Seven Eritreans who have had their asylum petitions rejected have been jailed indefinitely by Israel after refusing deportation to Rwanda.

The men are the first to be detained since the Israeli authorities announced a initiative last November to make thousands of African migrants and asylum seekers choose between deportation to a third country or face an unspecified amount of jail time.

“This is the first step in a what is a globally unprecedented deportation operation, a move tainted by racism and complete disregard for the life and dignity of asylum seekers,” Israeli human rights groups said in a joint statement on Wednesday.

Mr Ali Abunimah, a Palestinian American journalist, predicts Israel will be treated like a 'pariah state' in 2018

According to the UN refugee agency, there are 27,000 Eritrean and 7,700 Sudanese asylum seekers currently in Israel.

Only 10 Eritreans and one Sudanese person have been granted asylum, Haaretz reports.

Most asylum seekers travel overland to Israel via the border with Egypt and claim they cannot return because of the threat of persecution by their home countries’ authoritarian governments.

At least two of the men detained this week at Saharonim prison on the Israeli-Egyptian border are torture survivors, the rights groups said.

After losing a deportation hearing, they were taken straight to the prison.

Under the new rules around 600 deportation notices have been given to people who did not file asylum requests by the end of 2017 so far, Israeli media says.

Targeted asylum seekers are given an interview and one month in which to decide whether to leave Israel voluntarily. If they refuse, they are given a hearing in which a population authority official can decide whether to jail them or not.

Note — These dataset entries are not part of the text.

//! Local filesystem adapters (secondary/driven adapters)
//!
//! - [`LocalTreeWalker`] implements [`ITreeWalker`] with a recursive
//!   `tokio::fs` walk.
//! - [`MirrorUploader`] implements [`IUploader`] by copying artifacts below
//!   a local directory that stands in for remote storage.
//!
//! ## Design Decisions
//!
//! - **Symlinks**: not followed by the walker, so cycles cannot occur.
//! - **Atomic writes**: the mirror copies to `<name>.tmp` and renames, so a
//!   reader never sees a half-written remote file.

use std::path::{Path, PathBuf};

use anyhow::{Context, Result};
use tracing::{debug, instrument};
use uplink_core::domain::RemotePath;
use uplink_core::ports::{ITreeWalker, IUploader};

// ============================================================================
// LocalTreeWalker
// ============================================================================

/// Lists regular files below a root using `tokio::fs`
#[derive(Debug, Clone, Default)]
pub struct LocalTreeWalker;

impl LocalTreeWalker {
    #[must_use]
    pub fn new() -> Self {
        Self
    }

    fn walk_directory<'a>(
        &'a self,
        dir: &'a Path,
        files: &'a mut Vec<PathBuf>,
    ) -> std::pin::Pin<Box<dyn std::future::Future<Output = Result<()>> + Send + 'a>> {
        Box::pin(async move {
            let mut entries = tokio::fs::read_dir(dir)
                .await
                .with_context(|| format!("Failed to read directory: {}", dir.display()))?;

            while let Some(entry) = entries.next_entry().await? {
                let path = entry.path();
                let file_type = entry.file_type().await?;

                if file_type.is_dir() {
                    self.walk_directory(&path, files).await?;
                } else if file_type.is_file() {
                    files.push(path);
                }
            }

            Ok(())
        })
    }
}

#[async_trait::async_trait]
impl ITreeWalker for LocalTreeWalker {
    #[instrument(skip(self), fields(root = %root.display()))]
    async fn walk(&self, root: &Path) -> Result<Vec<PathBuf>> {
        let mut files = Vec::new();
        self.walk_directory(root, &mut files).await?;
        debug!(files = files.len(), "walk complete");
        Ok(files)
    }
}

// ============================================================================
// MirrorUploader
// ============================================================================

/// Uploads by copying into `<mirror_root>/<remote_dir>/<file name>`
#[derive(Debug, Clone)]
pub struct MirrorUploader {
    mirror_root: PathBuf,
}

impl MirrorUploader {
    pub fn new(mirror_root: PathBuf) -> Self {
        Self { mirror_root }
    }

    /// Local directory that mirrors `remote_dir`
    pub fn target_dir(&self, remote_dir: &RemotePath) -> PathBuf {
        let rel = remote_dir.as_str().trim_start_matches('/');
        if rel.is_empty() {
            self.mirror_root.clone()
        } else {
            self.mirror_root.join(rel)
        }
    }
}

#[async_trait::async_trait]
impl IUploader for MirrorUploader {
    #[instrument(skip(self), fields(local = %local.display(), remote = %remote_dir))]
    async fn upload(&self, local: &Path, remote_dir: &RemotePath) -> Result<()> {
        let name = local
            .file_name()
            .with_context(|| format!("Artifact has no file name: {}", local.display()))?;
        let dir = self.target_dir(remote_dir);
        tokio::fs::create_dir_all(&dir)
            .await
            .with_context(|| format!("Failed to create {}", dir.display()))?;

        let target = dir.join(name);
        let tmp_path = {
            let mut p = target.as_os_str().to_owned();
            p.push(".tmp");
            PathBuf::from(p)
        };

        let bytes = tokio::fs::copy(local, &tmp_path)
            .await
            .with_context(|| format!("Failed to copy {}", local.display()))?;
        tokio::fs::rename(&tmp_path, &target)
            .await
            .with_context(|| format!("Failed to move into {}", target.display()))?;

        debug!(bytes, target = %target.display(), "upload complete");
        Ok(())
    }
}

// ============================================================================
// Unit tests
// ============================================================================
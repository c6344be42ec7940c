//! Config command - View and validate uplink configuration
//!
//! Provides the `uplink config` CLI command which:
//! 1. Shows the effective configuration (YAML or JSON)
//! 2. Validates the configuration and reports every problem found

use std::path::Path;

use anyhow::{Context, Result};
use clap::Subcommand;
use tracing::info;
use uplink_core::config::Config;

use crate::output::{get_formatter, OutputFormat};

#[derive(Debug, Subcommand)]
pub enum ConfigCommand {
    /// Display the effective configuration
    Show,
    /// Validate the configuration
    Validate,
}

impl ConfigCommand {
    pub async fn execute(&self, config: &Config, path: &Path, format: OutputFormat) -> Result<()> {
        match self {
            ConfigCommand::Show => execute_show(config, path, format),
            ConfigCommand::Validate => execute_validate(config, path, format),
        }
    }
}

fn execute_show(config: &Config, path: &Path, format: OutputFormat) -> Result<()> {
    let formatter = get_formatter(format);
    info!(config_path = %path.display(), "Showing configuration");

    if format.is_json() {
        let json =
            serde_json::to_value(config).context("Failed to serialize configuration to JSON")?;
        formatter.print_json(&json);
        return Ok(());
    }

    let source = if path.exists() { "" } else { ", defaults" };
    formatter.success(&format!("Configuration ({}{})", path.display(), source));

    // The document is the result, so it is printed even with --quiet
    let yaml = serde_yaml::to_string(config).context("Failed to serialize configuration to YAML")?;
    println!();
    for line in yaml.lines() {
        println!("  {line}");
    }
    Ok(())
}

fn execute_validate(config: &Config, path: &Path, format: OutputFormat) -> Result<()> {
    let formatter = get_formatter(format);

    // A file that fails to parse is reported as-is rather than as defaults
    if path.exists() {
        Config::load(path)?;
    }

    let errors = config.validate();
    if format.is_json() {
        let items: Vec<serde_json::Value> = errors
            .iter()
            .map(|e| serde_json::json!({ "field": e.field, "message": e.message }))
            .collect();
        formatter.print_json(&serde_json::json!({
            "valid": errors.is_empty(),
            "errors": items,
        }));
    } else if errors.is_empty() {
        formatter.success("Configuration is valid");
    } else {
        for error in &errors {
            formatter.error(&format!("{}: {}", error.field, error.message));
        }
    }

    if !errors.is_empty() {
        anyhow::bail!("{} configuration error(s)", errors.len());
    }
    Ok(())
}
//! Domain newtypes with validation
//!
//! This module provides strongly-typed wrappers for identifiers and paths.
//! Each newtype ensures data validity at construction time.

use std::fmt::{self, Display, Formatter};
use std::path::{Component, Path};
use std::str::FromStr;

use serde::{Deserialize, Serialize};
use sha2::{Digest, Sha256};

use super::errors::DomainError;

/// Length of a lowercase hex-encoded SHA-256 digest
const SHA256_HEX_LEN: usize = 64;

fn is_sha256_hex(s: &str) -> bool {
    s.len() == SHA256_HEX_LEN
        && s
            .bytes()
            .all(|b| b.is_ascii_digit() || (b'a'..=b'f').contains(&b))
}

// ============================================================================
// WatchId
// ============================================================================

/// Stable identifier of a watch
///
/// Derived deterministically from the canonicalized local root path, so
/// the same directory always maps to the same watch across restarts.
#[derive(Debug, Clone, PartialEq, Eq, Hash, PartialOrd, Ord, Serialize, Deserialize)]
#[serde(try_from = "String", into = "String")]
pub struct WatchId(String);

impl WatchId {
    /// Derive the identifier for a canonicalized local root
    #[must_use]
    pub fn for_path(canonical_root: &Path) -> Self {
        let mut hasher = Sha256::new();
        hasher.update(canonical_root.to_string_lossy().as_bytes());
        Self(format!("{:x}", hasher.finalize()))
    }

    /// Get the inner string reference
    #[must_use]
    pub fn as_str(&self) -> &str {
        &self.0
    }

    /// Abbreviated form used in log lines and listings
    #[must_use]
    pub fn short(&self) -> &str {
        &self.0[..self.0.len().min(12)]
    }
}

impl Display for WatchId {
    fn fmt(&self, f: &mut Formatter<'_>) -> fmt::Result {
        write!(f, "{}", self.0)
    }
}

impl FromStr for WatchId {
    type Err = DomainError;

    fn from_str(s: &str) -> Result<Self, Self::Err> {
        if !is_sha256_hex(s) {
            return Err(DomainError::InvalidId(format!("Invalid watch id: {s}")));
        }
        Ok(Self(s.to_string()))
    }
}

impl TryFrom<String> for WatchId {
    type Error = DomainError;

    fn try_from(s: String) -> Result<Self, Self::Error> {
        if !is_sha256_hex(&s) {
            return Err(DomainError::InvalidId(format!("Invalid watch id: {s}")));
        }
        Ok(Self(s))
    }
}

impl From<WatchId> for String {
    fn from(id: WatchId) -> Self {
        id.0
    }
}

// ============================================================================
// Path types
// ============================================================================

/// A file path relative to a watch root, always using `/` as separator
///
/// Guaranteed non-empty, not absolute, and free of `.`/`..` segments.
/// Used as the key of the per-watch file state map.
#[derive(Debug, Clone, PartialEq, Eq, Hash, PartialOrd, Ord, Serialize, Deserialize)]
#[serde(transparent)]
pub struct RelativePath(String);

impl RelativePath {
    /// Create a new RelativePath from a forward-slash string
    ///
    /// # Errors
    /// Returns `DomainError::InvalidPath` if the path is empty, absolute,
    /// or contains empty, `.` or `..` segments
    pub fn new(path: impl Into<String>) -> Result<Self, DomainError> {
        let path = path.into();
        if path.is_empty() || path.starts_with('/') {
            return Err(DomainError::InvalidPath(format!(
                "Relative path must be non-empty and not start with '/': {path}"
            )));
        }
        if path
            .split('/')
            .any(|segment| segment.is_empty() || segment == "." || segment == "..")
        {
            return Err(DomainError::InvalidPath(format!(
                "Relative path contains an invalid segment: {path}"
            )));
        }
        Ok(Self(path))
    }

    /// Compute the relative path of `file` under `root`
    ///
    /// Platform separators are converted to `/`.
    ///
    /// # Errors
    /// Returns `DomainError::PathNotInRoot` if `file` is not below `root`
    pub fn from_root(root: &Path, file: &Path) -> Result<Self, DomainError> {
        let stripped = file.strip_prefix(root).map_err(|_| {
            DomainError::PathNotInRoot(format!(
                "{} is not within {}",
                file.display(),
                root.display()
            ))
        })?;

        let mut segments = Vec::new();
        for component in stripped.components() {
            match component {
                Component::Normal(c) => segments.push(c.to_string_lossy().into_owned()),
                Component::CurDir => {}
                other => {
                    return Err(DomainError::InvalidPath(format!(
                        "Unexpected component {other:?} in {}",
                        file.display()
                    )))
                }
            }
        }

        Self::new(segments.join("/"))
    }

    /// Get the inner string reference
    #[must_use]
    pub fn as_str(&self) -> &str {
        &self.0
    }

    /// Directory part of the path, `None` for top-level files
    #[must_use]
    pub fn parent(&self) -> Option<&str> {
        self.0.rsplit_once('/').map(|(dir, _)| dir)
    }

    /// Final segment of the path
    #[must_use]
    pub fn file_name(&self) -> &str {
        self.0
            .rsplit_once('/')
            .map_or(self.0.as_str(), |(_, name)| name)
    }
}

impl Display for RelativePath {
    fn fmt(&self, f: &mut Formatter<'_>) -> fmt::Result {
        write!(f, "{}", self.0)
    }
}

/// A remote storage path (must start with /)
///
/// Stored in lexically cleaned form: no duplicate slashes, no trailing
/// slash (except the root itself), `.` removed and `..` resolved.
#[derive(Debug, Clone, PartialEq, Eq, Hash, Serialize, Deserialize)]
#[serde(try_from = "String", into = "String")]
pub struct RemotePath(String);

impl RemotePath {
    /// Create a new RemotePath
    ///
    /// # Errors
    /// Returns error if path doesn't start with / or climbs above the root
    pub fn new(path: impl Into<String>) -> Result<Self, DomainError> {
        let path = path.into();
        if !path.starts_with('/') {
            return Err(DomainError::InvalidRemotePath(format!(
                "Remote path must start with '/': {path}"
            )));
        }
        Self::clean(&path).map(Self)
    }

    /// Create the root path "/"
    #[must_use]
    pub fn root() -> Self {
        Self("/".to_string())
    }

    /// Get the inner string reference
    #[must_use]
    pub fn as_str(&self) -> &str {
        &self.0
    }

    /// Destination directory for a file whose relative directory is `rel_dir`
    ///
    /// `None`, `""` and `"."` collapse to this path unchanged; anything else
    /// is appended with `/` and cleaned.
    ///
    /// # Errors
    /// Returns error if `rel_dir` climbs above the remote root
    pub fn join_dir(&self, rel_dir: Option<&str>) -> Result<Self, DomainError> {
        match rel_dir {
            None | Some("") | Some(".") => Ok(self.clone()),
            Some(dir) => Self::clean(&format!("{}/{dir}", self.0)).map(Self),
        }
    }

    fn clean(path: &str) -> Result<String, DomainError> {
        let mut parts: Vec<&str> = Vec::new();
        for segment in path.split('/') {
            match segment {
                "" | "." => {}
                ".." => {
                    if parts.pop().is_none() {
                        return Err(DomainError::InvalidRemotePath(format!(
                            "Remote path escapes root: {path}"
                        )));
                    }
                }
                other => parts.push(other),
            }
        }
        Ok(format!("/{}", parts.join("/")))
    }
}

impl Display for RemotePath {
    fn fmt(&self, f: &mut Formatter<'_>) -> fmt::Result {
        write!(f, "{}", self.0)
    }
}

impl TryFrom<String> for RemotePath {
    type Error = DomainError;

    fn try_from(s: String) -> Result<Self, Self::Error> {
        Self::new(s)
    }
}

impl From<RemotePath> for String {
    fn from(path: RemotePath) -> Self {
        path.0
    }
}

// ============================================================================
// ContentHash
// ============================================================================

/// Lowercase hex SHA-256 digest of a file's content
#[derive(Debug, Clone, PartialEq, Eq, Hash, Serialize, Deserialize)]
#[serde(try_from = "String", into = "String")]
pub struct ContentHash(String);

impl ContentHash {
    /// Create a new ContentHash
    ///
    /// # Errors
    /// Returns `DomainError::InvalidHash` unless `hash` is 64 lowercase hex chars
    pub fn new(hash: impl Into<String>) -> Result<Self, DomainError> {
        let hash = hash.into();
        if !is_sha256_hex(&hash) {
            return Err(DomainError::InvalidHash(hash));
        }
        Ok(Self(hash))
    }

    /// Get the inner string reference
    #[must_use]
    pub fn as_str(&self) -> &str {
        &self.0
    }
}

impl Display for ContentHash {
    fn fmt(&self, f: &mut Formatter<'_>) -> fmt::Result {
        write!(f, "{}", self.0)
    }
}

impl TryFrom<String> for ContentHash {
    type Error = DomainError;

    fn try_from(s: String) -> Result<Self, Self::Error> {
        Self::new(s)
    }
}

impl From<ContentHash> for String {
    fn from(hash: ContentHash) -> Self {
        hash.0
    }
}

Women, children, fathers of minor children and victims of slavery or human trafficking are not being targeted for deportation.

It is reported that the third countries the asylum seekers are being deported to are Rwanda and Uganda, although both deny they have struck any kind of deal with the Israeli government.

Travel documents and plane fare is provided by Israel and deportees are given $3,500 (£2,510) cash to help them set up on arrival.

Those who have arrived in Rwanda report having their documents confiscated on arrival and having basic rights denied, many ending up on the streets.

UNHCR said in a recent report that only nine asylum seekers deported to Rwanda have actually stayed there.

After the news broke that the seven men had been detained hundreds of asylum seekers at the nearby Holot detention centre began a hunger strike in protest.

“We don’t want to eat at all – not tomorrow, not the next day – because they’ve taken these people to jail,” Abdat, an Eritrean who has been held at Holot for 10 months, told Haaretz.

“Not one person is eating. They tell us, ‘It’s a pity to throw the food away.’ We say lives are also being thrown away.”

The Israeli refugee rights group Hotline for Refugees and Migrants, as well as UNHCR, asked the interior ministry to reconsider the plans last month.

Israel's prison service has also criticised the plans, saying it cannot house people indefinitely.

The Israeli authorities did not immediately respond to The Independent’s request for comment.